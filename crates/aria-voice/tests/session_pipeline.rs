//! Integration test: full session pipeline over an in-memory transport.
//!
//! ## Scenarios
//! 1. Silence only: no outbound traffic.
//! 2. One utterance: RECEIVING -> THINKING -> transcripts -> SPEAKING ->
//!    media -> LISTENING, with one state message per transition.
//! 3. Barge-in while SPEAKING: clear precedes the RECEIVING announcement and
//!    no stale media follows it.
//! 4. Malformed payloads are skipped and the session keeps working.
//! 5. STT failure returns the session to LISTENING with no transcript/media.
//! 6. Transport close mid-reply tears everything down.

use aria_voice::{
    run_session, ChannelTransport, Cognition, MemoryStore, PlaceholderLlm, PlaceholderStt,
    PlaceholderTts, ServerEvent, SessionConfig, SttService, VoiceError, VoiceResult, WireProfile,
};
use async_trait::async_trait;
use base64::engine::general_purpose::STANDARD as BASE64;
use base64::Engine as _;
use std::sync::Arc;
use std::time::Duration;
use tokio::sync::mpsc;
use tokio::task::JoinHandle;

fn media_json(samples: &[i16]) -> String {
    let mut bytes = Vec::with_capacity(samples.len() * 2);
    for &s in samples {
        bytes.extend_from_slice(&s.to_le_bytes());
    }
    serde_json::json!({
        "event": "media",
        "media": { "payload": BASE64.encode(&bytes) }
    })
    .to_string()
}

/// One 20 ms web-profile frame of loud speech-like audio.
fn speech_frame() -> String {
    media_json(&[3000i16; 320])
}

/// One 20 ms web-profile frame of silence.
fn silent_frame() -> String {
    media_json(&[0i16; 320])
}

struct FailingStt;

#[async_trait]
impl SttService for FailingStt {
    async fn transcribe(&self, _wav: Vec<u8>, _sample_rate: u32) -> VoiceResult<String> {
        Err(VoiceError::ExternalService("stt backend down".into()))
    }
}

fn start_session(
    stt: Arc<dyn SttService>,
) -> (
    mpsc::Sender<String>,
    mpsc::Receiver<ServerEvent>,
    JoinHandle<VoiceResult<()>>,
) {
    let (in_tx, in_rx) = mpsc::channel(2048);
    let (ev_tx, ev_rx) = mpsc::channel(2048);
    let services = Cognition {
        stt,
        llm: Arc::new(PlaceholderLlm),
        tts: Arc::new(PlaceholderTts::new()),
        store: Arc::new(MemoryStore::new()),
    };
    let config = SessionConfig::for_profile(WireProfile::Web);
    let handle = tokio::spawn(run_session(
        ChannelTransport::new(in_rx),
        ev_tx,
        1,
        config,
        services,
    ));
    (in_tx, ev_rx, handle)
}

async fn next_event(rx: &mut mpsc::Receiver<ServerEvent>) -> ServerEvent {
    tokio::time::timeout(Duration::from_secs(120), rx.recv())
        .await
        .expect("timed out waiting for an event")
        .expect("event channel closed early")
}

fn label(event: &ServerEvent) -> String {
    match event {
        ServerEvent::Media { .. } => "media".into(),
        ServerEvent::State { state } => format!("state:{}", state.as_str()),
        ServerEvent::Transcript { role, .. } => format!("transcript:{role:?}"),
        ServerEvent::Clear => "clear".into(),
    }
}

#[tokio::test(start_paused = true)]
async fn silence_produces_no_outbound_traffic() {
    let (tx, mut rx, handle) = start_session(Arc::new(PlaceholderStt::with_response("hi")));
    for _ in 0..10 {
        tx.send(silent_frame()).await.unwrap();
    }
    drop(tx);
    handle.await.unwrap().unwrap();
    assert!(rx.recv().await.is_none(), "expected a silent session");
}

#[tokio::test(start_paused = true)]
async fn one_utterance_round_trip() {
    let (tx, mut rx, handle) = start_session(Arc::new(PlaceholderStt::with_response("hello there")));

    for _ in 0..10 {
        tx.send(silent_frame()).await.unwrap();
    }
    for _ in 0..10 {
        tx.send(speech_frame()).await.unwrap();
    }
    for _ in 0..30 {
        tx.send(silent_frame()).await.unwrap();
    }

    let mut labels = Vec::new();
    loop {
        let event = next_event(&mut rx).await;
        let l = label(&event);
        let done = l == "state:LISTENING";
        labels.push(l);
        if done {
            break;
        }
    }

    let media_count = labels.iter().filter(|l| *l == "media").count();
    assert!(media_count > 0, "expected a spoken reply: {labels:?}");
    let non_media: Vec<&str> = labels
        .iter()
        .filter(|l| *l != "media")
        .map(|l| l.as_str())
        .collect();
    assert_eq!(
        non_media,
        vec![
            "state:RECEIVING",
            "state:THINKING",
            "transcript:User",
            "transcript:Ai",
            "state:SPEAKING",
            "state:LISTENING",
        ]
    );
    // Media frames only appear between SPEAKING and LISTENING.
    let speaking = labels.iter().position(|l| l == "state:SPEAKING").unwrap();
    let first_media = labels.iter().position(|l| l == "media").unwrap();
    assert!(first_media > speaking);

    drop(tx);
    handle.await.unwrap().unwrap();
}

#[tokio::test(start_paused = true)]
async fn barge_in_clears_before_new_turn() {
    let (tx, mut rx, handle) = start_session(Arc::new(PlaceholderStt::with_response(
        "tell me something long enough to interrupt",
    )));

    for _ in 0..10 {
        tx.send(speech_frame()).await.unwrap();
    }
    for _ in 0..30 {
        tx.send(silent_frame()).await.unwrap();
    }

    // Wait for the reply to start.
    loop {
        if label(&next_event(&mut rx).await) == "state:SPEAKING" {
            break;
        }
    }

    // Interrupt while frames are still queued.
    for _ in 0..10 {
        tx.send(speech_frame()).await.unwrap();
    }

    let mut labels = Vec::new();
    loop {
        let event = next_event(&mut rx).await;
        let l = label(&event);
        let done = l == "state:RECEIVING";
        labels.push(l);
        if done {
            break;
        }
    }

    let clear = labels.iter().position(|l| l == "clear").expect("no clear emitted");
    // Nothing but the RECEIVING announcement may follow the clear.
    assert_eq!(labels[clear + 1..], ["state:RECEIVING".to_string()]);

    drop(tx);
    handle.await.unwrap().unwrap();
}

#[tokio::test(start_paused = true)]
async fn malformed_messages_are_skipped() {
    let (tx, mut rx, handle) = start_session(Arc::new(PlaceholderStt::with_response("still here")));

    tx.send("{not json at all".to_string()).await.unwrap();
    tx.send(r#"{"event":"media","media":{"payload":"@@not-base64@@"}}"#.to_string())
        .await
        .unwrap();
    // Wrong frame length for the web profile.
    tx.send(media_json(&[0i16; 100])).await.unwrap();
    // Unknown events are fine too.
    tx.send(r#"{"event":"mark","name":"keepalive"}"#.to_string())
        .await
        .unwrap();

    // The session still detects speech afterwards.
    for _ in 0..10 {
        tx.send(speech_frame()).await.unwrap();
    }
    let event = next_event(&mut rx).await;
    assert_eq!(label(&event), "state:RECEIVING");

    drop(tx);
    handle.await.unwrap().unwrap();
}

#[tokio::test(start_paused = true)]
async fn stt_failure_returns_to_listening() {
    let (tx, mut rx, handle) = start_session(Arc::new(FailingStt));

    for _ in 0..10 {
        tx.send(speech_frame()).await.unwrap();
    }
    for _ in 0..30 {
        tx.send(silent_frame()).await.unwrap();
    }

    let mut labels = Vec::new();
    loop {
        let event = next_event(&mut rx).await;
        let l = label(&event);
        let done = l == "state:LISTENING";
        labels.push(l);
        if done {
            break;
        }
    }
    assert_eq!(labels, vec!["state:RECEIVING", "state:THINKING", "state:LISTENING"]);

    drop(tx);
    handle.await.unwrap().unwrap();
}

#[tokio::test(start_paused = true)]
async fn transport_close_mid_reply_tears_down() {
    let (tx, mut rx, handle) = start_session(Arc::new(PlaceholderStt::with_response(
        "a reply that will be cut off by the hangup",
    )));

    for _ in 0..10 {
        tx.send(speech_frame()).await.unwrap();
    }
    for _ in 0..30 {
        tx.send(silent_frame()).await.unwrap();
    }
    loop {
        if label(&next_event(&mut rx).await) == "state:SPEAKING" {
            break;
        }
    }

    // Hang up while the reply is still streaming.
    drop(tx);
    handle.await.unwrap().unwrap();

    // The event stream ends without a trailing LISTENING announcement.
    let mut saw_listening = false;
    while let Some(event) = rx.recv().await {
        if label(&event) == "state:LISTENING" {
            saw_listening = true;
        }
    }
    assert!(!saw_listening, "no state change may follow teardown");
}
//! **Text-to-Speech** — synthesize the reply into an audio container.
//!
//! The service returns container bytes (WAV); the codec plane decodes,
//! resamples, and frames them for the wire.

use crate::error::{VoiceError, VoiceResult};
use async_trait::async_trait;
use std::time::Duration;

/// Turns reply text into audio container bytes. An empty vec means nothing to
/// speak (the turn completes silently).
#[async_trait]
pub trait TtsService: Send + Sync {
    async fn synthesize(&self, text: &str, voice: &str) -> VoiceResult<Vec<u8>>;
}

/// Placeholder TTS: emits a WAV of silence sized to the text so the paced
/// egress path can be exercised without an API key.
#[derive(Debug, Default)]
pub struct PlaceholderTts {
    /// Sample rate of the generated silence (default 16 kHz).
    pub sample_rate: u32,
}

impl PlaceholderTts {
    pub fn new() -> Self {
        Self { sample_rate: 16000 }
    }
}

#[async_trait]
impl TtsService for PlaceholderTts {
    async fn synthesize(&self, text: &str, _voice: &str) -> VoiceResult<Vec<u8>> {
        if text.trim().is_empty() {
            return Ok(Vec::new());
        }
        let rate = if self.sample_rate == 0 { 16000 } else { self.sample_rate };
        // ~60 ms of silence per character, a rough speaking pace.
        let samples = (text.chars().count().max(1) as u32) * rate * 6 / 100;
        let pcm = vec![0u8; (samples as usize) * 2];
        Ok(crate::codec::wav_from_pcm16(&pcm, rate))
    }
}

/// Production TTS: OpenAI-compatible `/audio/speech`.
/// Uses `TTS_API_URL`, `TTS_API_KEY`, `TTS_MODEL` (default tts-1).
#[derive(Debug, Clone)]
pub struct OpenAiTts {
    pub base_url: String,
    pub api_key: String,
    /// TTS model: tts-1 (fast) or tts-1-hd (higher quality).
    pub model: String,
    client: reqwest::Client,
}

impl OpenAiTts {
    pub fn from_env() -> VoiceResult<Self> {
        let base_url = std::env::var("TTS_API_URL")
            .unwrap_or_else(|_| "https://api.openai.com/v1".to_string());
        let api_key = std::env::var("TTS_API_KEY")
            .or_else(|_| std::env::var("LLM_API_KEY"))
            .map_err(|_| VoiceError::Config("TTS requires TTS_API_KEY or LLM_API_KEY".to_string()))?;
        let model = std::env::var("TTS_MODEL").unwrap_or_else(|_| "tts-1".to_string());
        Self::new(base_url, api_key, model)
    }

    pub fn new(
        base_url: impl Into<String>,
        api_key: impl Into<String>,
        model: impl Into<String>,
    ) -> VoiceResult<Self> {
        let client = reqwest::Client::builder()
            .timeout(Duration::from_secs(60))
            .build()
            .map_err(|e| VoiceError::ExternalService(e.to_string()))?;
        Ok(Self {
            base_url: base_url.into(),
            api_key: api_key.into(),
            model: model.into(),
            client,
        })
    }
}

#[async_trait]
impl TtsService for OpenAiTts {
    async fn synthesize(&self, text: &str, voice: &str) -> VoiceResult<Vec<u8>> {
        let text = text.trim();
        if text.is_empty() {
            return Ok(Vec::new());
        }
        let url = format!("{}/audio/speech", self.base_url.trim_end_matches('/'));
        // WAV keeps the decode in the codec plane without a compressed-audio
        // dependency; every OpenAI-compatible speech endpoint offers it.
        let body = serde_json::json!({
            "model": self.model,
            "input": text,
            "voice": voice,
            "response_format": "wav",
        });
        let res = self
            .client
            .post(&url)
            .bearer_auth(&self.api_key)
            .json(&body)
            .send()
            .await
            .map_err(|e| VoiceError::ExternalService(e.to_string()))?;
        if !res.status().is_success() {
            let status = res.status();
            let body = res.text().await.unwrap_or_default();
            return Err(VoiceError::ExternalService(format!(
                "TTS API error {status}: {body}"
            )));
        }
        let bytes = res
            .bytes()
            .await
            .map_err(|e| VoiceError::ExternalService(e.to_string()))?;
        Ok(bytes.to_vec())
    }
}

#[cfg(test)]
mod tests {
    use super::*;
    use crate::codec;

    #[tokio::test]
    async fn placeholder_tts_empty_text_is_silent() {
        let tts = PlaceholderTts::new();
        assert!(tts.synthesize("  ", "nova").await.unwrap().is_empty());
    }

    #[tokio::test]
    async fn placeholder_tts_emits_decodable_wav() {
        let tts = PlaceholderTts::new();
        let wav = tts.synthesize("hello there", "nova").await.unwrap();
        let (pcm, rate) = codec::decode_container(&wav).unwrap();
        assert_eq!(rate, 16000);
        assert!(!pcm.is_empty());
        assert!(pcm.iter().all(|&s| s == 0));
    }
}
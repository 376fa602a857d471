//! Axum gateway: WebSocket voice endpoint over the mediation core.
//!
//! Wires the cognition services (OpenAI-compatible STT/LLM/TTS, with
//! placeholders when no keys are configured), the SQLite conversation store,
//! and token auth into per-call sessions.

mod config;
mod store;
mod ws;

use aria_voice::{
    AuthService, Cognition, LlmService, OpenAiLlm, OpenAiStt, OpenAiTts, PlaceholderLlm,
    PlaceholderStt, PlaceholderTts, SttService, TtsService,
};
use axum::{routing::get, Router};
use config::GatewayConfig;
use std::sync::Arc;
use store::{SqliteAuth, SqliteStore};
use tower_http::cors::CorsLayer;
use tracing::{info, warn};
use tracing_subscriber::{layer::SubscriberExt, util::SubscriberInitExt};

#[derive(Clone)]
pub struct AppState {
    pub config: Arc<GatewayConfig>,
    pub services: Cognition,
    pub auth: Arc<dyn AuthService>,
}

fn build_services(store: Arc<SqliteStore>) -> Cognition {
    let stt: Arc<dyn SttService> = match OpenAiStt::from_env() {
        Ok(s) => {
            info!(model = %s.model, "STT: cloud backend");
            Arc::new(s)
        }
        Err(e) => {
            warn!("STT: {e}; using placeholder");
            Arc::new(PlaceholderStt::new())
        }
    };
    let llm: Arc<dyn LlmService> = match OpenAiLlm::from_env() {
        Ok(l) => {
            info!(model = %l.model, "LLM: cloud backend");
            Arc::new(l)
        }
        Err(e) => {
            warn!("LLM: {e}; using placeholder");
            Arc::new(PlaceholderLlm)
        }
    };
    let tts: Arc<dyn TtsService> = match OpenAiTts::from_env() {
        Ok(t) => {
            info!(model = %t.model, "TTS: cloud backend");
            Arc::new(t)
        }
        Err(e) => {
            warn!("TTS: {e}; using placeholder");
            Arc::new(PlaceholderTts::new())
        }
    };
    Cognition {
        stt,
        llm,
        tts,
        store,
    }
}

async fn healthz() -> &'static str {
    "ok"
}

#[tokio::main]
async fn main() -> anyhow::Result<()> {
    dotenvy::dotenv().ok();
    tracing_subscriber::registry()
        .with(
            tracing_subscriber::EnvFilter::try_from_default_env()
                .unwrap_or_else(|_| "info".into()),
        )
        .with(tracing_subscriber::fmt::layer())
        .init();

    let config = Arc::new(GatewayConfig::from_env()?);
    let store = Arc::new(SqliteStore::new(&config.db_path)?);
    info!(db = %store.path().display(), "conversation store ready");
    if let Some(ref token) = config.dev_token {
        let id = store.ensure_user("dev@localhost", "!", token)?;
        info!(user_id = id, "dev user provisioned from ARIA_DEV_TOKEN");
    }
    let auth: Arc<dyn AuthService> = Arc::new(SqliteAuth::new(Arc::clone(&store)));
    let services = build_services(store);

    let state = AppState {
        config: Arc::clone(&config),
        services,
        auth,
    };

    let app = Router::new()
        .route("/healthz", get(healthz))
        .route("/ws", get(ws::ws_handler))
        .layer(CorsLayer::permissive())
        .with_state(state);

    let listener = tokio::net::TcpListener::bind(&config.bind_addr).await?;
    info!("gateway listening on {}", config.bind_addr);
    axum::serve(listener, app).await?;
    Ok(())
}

▸ Your objective
Search the data above for the word "SqliteAuth" and show every line that has it.

▸ Response box
use store::{SqliteAuth, SqliteStore};
    let auth: Arc<dyn AuthService> = Arc::new(SqliteAuth::new(Arc::clone(&store)));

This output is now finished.